═════ SOURCE DATA
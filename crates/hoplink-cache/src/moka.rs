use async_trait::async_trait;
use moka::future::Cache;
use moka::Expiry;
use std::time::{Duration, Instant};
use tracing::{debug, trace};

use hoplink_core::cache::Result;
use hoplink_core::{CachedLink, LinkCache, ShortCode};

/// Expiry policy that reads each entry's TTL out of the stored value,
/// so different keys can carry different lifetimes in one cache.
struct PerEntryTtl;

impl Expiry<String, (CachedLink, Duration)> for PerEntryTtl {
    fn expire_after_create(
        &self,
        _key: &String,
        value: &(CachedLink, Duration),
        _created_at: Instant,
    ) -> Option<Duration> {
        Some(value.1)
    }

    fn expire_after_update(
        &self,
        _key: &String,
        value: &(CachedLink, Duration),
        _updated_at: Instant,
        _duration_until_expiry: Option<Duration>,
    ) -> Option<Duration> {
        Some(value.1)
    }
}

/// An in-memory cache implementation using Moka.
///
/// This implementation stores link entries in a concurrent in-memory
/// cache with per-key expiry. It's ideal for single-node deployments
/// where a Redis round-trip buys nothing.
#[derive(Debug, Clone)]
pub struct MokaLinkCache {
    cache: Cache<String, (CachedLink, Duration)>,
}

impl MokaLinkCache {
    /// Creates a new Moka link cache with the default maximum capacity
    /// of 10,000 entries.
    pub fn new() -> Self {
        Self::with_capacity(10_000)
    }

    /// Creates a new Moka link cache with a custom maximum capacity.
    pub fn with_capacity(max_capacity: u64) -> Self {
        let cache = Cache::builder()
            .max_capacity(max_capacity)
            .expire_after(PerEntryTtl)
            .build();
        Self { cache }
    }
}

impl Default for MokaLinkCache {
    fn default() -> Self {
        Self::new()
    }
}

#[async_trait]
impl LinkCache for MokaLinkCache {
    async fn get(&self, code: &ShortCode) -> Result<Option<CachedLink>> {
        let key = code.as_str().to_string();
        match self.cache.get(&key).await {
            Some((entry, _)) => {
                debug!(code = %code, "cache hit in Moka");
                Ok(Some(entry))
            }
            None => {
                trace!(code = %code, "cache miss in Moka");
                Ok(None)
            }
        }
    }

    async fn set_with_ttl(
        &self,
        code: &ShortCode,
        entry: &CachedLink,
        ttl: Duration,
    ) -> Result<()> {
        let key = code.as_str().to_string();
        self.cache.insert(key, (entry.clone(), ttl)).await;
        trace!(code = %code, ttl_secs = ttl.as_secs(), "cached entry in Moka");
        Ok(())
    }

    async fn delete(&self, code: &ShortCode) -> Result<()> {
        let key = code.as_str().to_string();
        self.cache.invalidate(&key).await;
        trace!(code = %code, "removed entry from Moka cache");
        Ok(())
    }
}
══════════
-- EXERCISE DESCRIPTION --
What you give back must match the records word for word.

-- SOLVED EXERCISE --
filename crates/hoplink-cache/src/moka.rs
use async_trait::async_trait;
use moka::future::Cache;
use moka::Expiry;
use std::time::{Duration, Instant};
use tracing::{debug, trace};

use hoplink_core::cache::Result;
use hoplink_core::{CachedLink, LinkCache, ShortCode};

/// Expiry policy that reads each entry's TTL out of the stored value,
/// so different keys can carry different lifetimes in one cache.
struct PerEntryTtl;

impl Expiry<String, (CachedLink, Duration)> for PerEntryTtl {
    fn expire_after_create(
        &self,
        _key: &String,
        value: &(CachedLink, Duration),
        _created_at: Instant,
    ) -> Option<Duration> {
        Some(value.1)
    }

    fn expire_after_update(
        &self,
        _key: &String,
        value: &(CachedLink, Duration),
        _updated_at: Instant,
        _duration_until_expiry: Option<Duration>,
    ) -> Option<Duration> {
        Some(value.1)
    }
}

/// An in-memory cache implementation using Moka.
///
/// This implementation stores link entries in a concurrent in-memory
/// cache with per-key expiry. It's ideal for single-node deployments
/// where a Redis round-trip buys nothing.
#[derive(Debug, Clone)]
pub struct MokaLinkCache {
    cache: Cache<String, (CachedLink, Duration)>,
}

impl MokaLinkCache {
    /// Creates a new Moka link cache with the default maximum capacity
    /// of 10,000 entries.
    pub fn new() -> Self {
        Self::with_capacity(10_000)
    }

    /// Creates a new Moka link cache with a custom maximum capacity.
    pub fn with_capacity(max_capacity: u64) -> Self {
        let cache = Cache::builder()
            .max_capacity(max_capacity)
            .expire_after(PerEntryTtl)
            .build();
        Self { cache }
    }
}

impl Default for MokaLinkCache {
    fn default() -> Self {
        Self::new()
    }
}

#[async_trait]
impl LinkCache for MokaLinkCache {
    async fn get(&self, code: &ShortCode) -> Result<Option<CachedLink>> {
        let key = code.as_str().to_string();
        match self.cache.get(&key).await {
            Some((entry, _)) => {
                debug!(code = %code, "cache hit in Moka");
                Ok(Some(entry))
            }
            None => {
                trace!(code = %code, "cache miss in Moka");
                Ok(None)
            }
        }
    }

    async fn set_with_ttl(
        &self,
        code: &ShortCode,
        entry: &CachedLink,
        ttl: Duration,
    ) -> Result<()> {
        let key = code.as_str().to_string();
        self.cache.insert(key, (entry.clone(), ttl)).await;
        trace!(code = %code, ttl_secs = ttl.as_secs(), "cached entry in Moka");
        Ok(())
    }

    async fn delete(&self, code: &ShortCode) -> Result<()> {
        let key = code.as_str().to_string();
        self.cache.invalidate(&key).await;
        trace!(code = %code, "removed entry from Moka cache");
        Ok(())
    }
}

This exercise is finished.